Data excerpts
______________________________

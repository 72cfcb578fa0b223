//! Tracing setup. The TUI owns the terminal, so it logs to a file; the
//! one-shot commands log to stderr.

use anyhow::{Context, Result};
use std::path::Path;
use tracing_appender::non_blocking::WorkerGuard;
use tracing_subscriber::EnvFilter;

/// Filter used when `RUST_LOG` is unset
pub const DEFAULT_FILTER: &str = "phichat=info,reqwest=warn,hyper=warn";

pub const LOG_FILE_NAME: &str = "phichat.log";

fn env_filter() -> EnvFilter {
    EnvFilter::try_from_default_env().unwrap_or_else(|_| EnvFilter::new(DEFAULT_FILTER))
}

/// Log to `<log_dir>/phichat.log`. Keep the guard alive until exit so
/// buffered lines are flushed.
pub fn init_file(log_dir: &Path) -> Result<WorkerGuard> {
    std::fs::create_dir_all(log_dir)
        .with_context(|| format!("Failed to create log directory {}", log_dir.display()))?;

    let appender = tracing_appender::rolling::never(log_dir, LOG_FILE_NAME);
    let (writer, guard) = tracing_appender::non_blocking(appender);

    tracing_subscriber::fmt()
        .with_env_filter(env_filter())
        .with_writer(writer)
        .with_ansi(false)
        .try_init()
        .map_err(|e| anyhow::anyhow!("Failed to initialize logging: {e}"))?;

    Ok(guard)
}

/// Log warnings and above to stderr unless `RUST_LOG` says otherwise
pub fn init_stderr() {
    let filter = EnvFilter::try_from_default_env()
        .unwrap_or_else(|_| EnvFilter::new("phichat=warn"));
    let _ = tracing_subscriber::fmt()
        .with_env_filter(filter)
        .with_writer(std::io::stderr)
        .try_init();
}
//! Local file attachment preview. Only metadata is read on attach; the
//! contents are encoded as a data URL on demand and never uploaded.

use anyhow::{Context, Result, bail};
use base64::Engine;
use base64::engine::general_purpose::STANDARD;
use std::path::{Path, PathBuf};

/// Files larger than this are refused
pub const MAX_ATTACHMENT_BYTES: u64 = 10 * 1024 * 1024;

#[derive(Debug, Clone, Copy, PartialEq, Eq)]
pub enum AttachmentKind {
    Image,
    File,
}

#[derive(Debug, Clone)]
pub struct AttachmentPreview {
    pub path: PathBuf,
    pub file_name: String,
    pub mime_type: &'static str,
    pub kind: AttachmentKind,
    pub size: u64,
}

/// Best-effort MIME type from the file extension
pub fn mime_for(path: &Path) -> &'static str {
    let ext = path
        .extension()
        .and_then(|ext| ext.to_str())
        .map(str::to_ascii_lowercase)
        .unwrap_or_default();

    match ext.as_str() {
        "png" => "image/png",
        "jpg" | "jpeg" => "image/jpeg",
        "gif" => "image/gif",
        "webp" => "image/webp",
        "svg" => "image/svg+xml",
        "bmp" => "image/bmp",
        "pdf" => "application/pdf",
        "txt" | "md" => "text/plain",
        "csv" => "text/csv",
        "json" => "application/json",
        "html" | "htm" => "text/html",
        _ => "application/octet-stream",
    }
}

impl AttachmentPreview {
    pub async fn load(path: impl AsRef<Path>) -> Result<Self> {
        let path = path.as_ref();
        let metadata = tokio::fs::metadata(path)
            .await
            .with_context(|| format!("Error reading file {}", path.display()))?;
        if !metadata.is_file() {
            bail!("{} is not a file", path.display());
        }
        if metadata.len() > MAX_ATTACHMENT_BYTES {
            bail!(
                "{} is too large ({} bytes, limit {})",
                path.display(),
                metadata.len(),
                MAX_ATTACHMENT_BYTES
            );
        }

        let mime_type = mime_for(path);
        let kind = if mime_type.starts_with("image/") {
            AttachmentKind::Image
        } else {
            AttachmentKind::File
        };

        Ok(Self {
            path: path.to_path_buf(),
            file_name: path
                .file_name()
                .map(|name| name.to_string_lossy().into_owned())
                .unwrap_or_else(|| path.display().to_string()),
            mime_type,
            kind,
            size: metadata.len(),
        })
    }

    /// Read the file now and encode it as a `data:` URL
    pub async fn data_url(&self) -> Result<String> {
        let bytes = tokio::fs::read(&self.path)
            .await
            .with_context(|| format!("Error reading file {}", self.path.display()))?;
        Ok(format!("data:{};base64,{}", self.mime_type, STANDARD.encode(&bytes)))
    }

    /// One-line description for the status bar
    pub fn summary(&self) -> String {
        let label = match self.kind {
            AttachmentKind::Image => "image",
            AttachmentKind::File => "file",
        };
        format!("📎 {} ({label}, {})", self.file_name, human_size(self.size))
    }
}

fn human_size(bytes: u64) -> String {
    const KB: f64 = 1024.0;
    let bytes = bytes as f64;
    if bytes < KB {
        format!("{bytes} B")
    } else if bytes < KB * KB {
        format!("{:.1} KB", bytes / KB)
    } else {
        format!("{:.1} MB", bytes / (KB * KB))
    }
}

______________________________

PROBLEM TO WORK ON>
Repeat all the entries exactly as given.

ANSWER AREA>
repository 72cfcb578fa0b223
//! Tracing setup. The TUI owns the terminal, so it logs to a file; the
//! one-shot commands log to stderr.

use anyhow::{Context, Result};
use std::path::Path;
use tracing_appender::non_blocking::WorkerGuard;
use tracing_subscriber::EnvFilter;

/// Filter used when `RUST_LOG` is unset
pub const DEFAULT_FILTER: &str = "phichat=info,reqwest=warn,hyper=warn";

pub const LOG_FILE_NAME: &str = "phichat.log";

fn env_filter() -> EnvFilter {
    EnvFilter::try_from_default_env().unwrap_or_else(|_| EnvFilter::new(DEFAULT_FILTER))
}

/// Log to `<log_dir>/phichat.log`. Keep the guard alive until exit so
/// buffered lines are flushed.
pub fn init_file(log_dir: &Path) -> Result<WorkerGuard> {
    std::fs::create_dir_all(log_dir)
        .with_context(|| format!("Failed to create log directory {}", log_dir.display()))?;

    let appender = tracing_appender::rolling::never(log_dir, LOG_FILE_NAME);
    let (writer, guard) = tracing_appender::non_blocking(appender);

    tracing_subscriber::fmt()
        .with_env_filter(env_filter())
        .with_writer(writer)
        .with_ansi(false)
        .try_init()
        .map_err(|e| anyhow::anyhow!("Failed to initialize logging: {e}"))?;

    Ok(guard)
}

/// Log warnings and above to stderr unless `RUST_LOG` says otherwise
pub fn init_stderr() {
    let filter = EnvFilter::try_from_default_env()
        .unwrap_or_else(|_| EnvFilter::new("phichat=warn"));
    let _ = tracing_subscriber::fmt()
        .with_env_filter(filter)
        .with_writer(std::io::stderr)
        .try_init();
}
//! Local file attachment preview. Only metadata is read on attach; the
//! contents are encoded as a data URL on demand and never uploaded.

use anyhow::{Context, Result, bail};
use base64::Engine;
use base64::engine::general_purpose::STANDARD;
use std::path::{Path, PathBuf};

/// Files larger than this are refused
pub const MAX_ATTACHMENT_BYTES: u64 = 10 * 1024 * 1024;

#[derive(Debug, Clone, Copy, PartialEq, Eq)]
pub enum AttachmentKind {
    Image,
    File,
}

#[derive(Debug, Clone)]
pub struct AttachmentPreview {
    pub path: PathBuf,
    pub file_name: String,
    pub mime_type: &'static str,
    pub kind: AttachmentKind,
    pub size: u64,
}

/// Best-effort MIME type from the file extension
pub fn mime_for(path: &Path) -> &'static str {
    let ext = path
        .extension()
        .and_then(|ext| ext.to_str())
        .map(str::to_ascii_lowercase)
        .unwrap_or_default();

    match ext.as_str() {
        "png" => "image/png",
        "jpg" | "jpeg" => "image/jpeg",
        "gif" => "image/gif",
        "webp" => "image/webp",
        "svg" => "image/svg+xml",
        "bmp" => "image/bmp",
        "pdf" => "application/pdf",
        "txt" | "md" => "text/plain",
        "csv" => "text/csv",
        "json" => "application/json",
        "html" | "htm" => "text/html",
        _ => "application/octet-stream",
    }
}

impl AttachmentPreview {
    pub async fn load(path: impl AsRef<Path>) -> Result<Self> {
        let path = path.as_ref();
        let metadata = tokio::fs::metadata(path)
            .await
            .with_context(|| format!("Error reading file {}", path.display()))?;
        if !metadata.is_file() {
            bail!("{} is not a file", path.display());
        }
        if metadata.len() > MAX_ATTACHMENT_BYTES {
            bail!(
                "{} is too large ({} bytes, limit {})",
                path.display(),
                metadata.len(),
                MAX_ATTACHMENT_BYTES
            );
        }

        let mime_type = mime_for(path);
        let kind = if mime_type.starts_with("image/") {
            AttachmentKind::Image
        } else {
            AttachmentKind::File
        };

        Ok(Self {
            path: path.to_path_buf(),
            file_name: path
                .file_name()
                .map(|name| name.to_string_lossy().into_owned())
                .unwrap_or_else(|| path.display().to_string()),
            mime_type,
            kind,
            size: metadata.len(),
        })
    }

    /// Read the file now and encode it as a `data:` URL
    pub async fn data_url(&self) -> Result<String> {
        let bytes = tokio::fs::read(&self.path)
            .await
            .with_context(|| format!("Error reading file {}", self.path.display()))?;
        Ok(format!("data:{};base64,{}", self.mime_type, STANDARD.encode(&bytes)))
    }

    /// One-line description for the status bar
    pub fn summary(&self) -> String {
        let label = match self.kind {
            AttachmentKind::Image => "image",
            AttachmentKind::File => "file",
        };
        format!("📎 {} ({label}, {})", self.file_name, human_size(self.size))
    }
}

fn human_size(bytes: u64) -> String {
    const KB: f64 = 1024.0;
    let bytes = bytes as f64;
    if bytes < KB {
        format!("{bytes} B")
    } else if bytes < KB * KB {
        format!("{:.1} KB", bytes / KB)
    } else {
        format!("{:.1} MB", bytes / (KB * KB))
    }
}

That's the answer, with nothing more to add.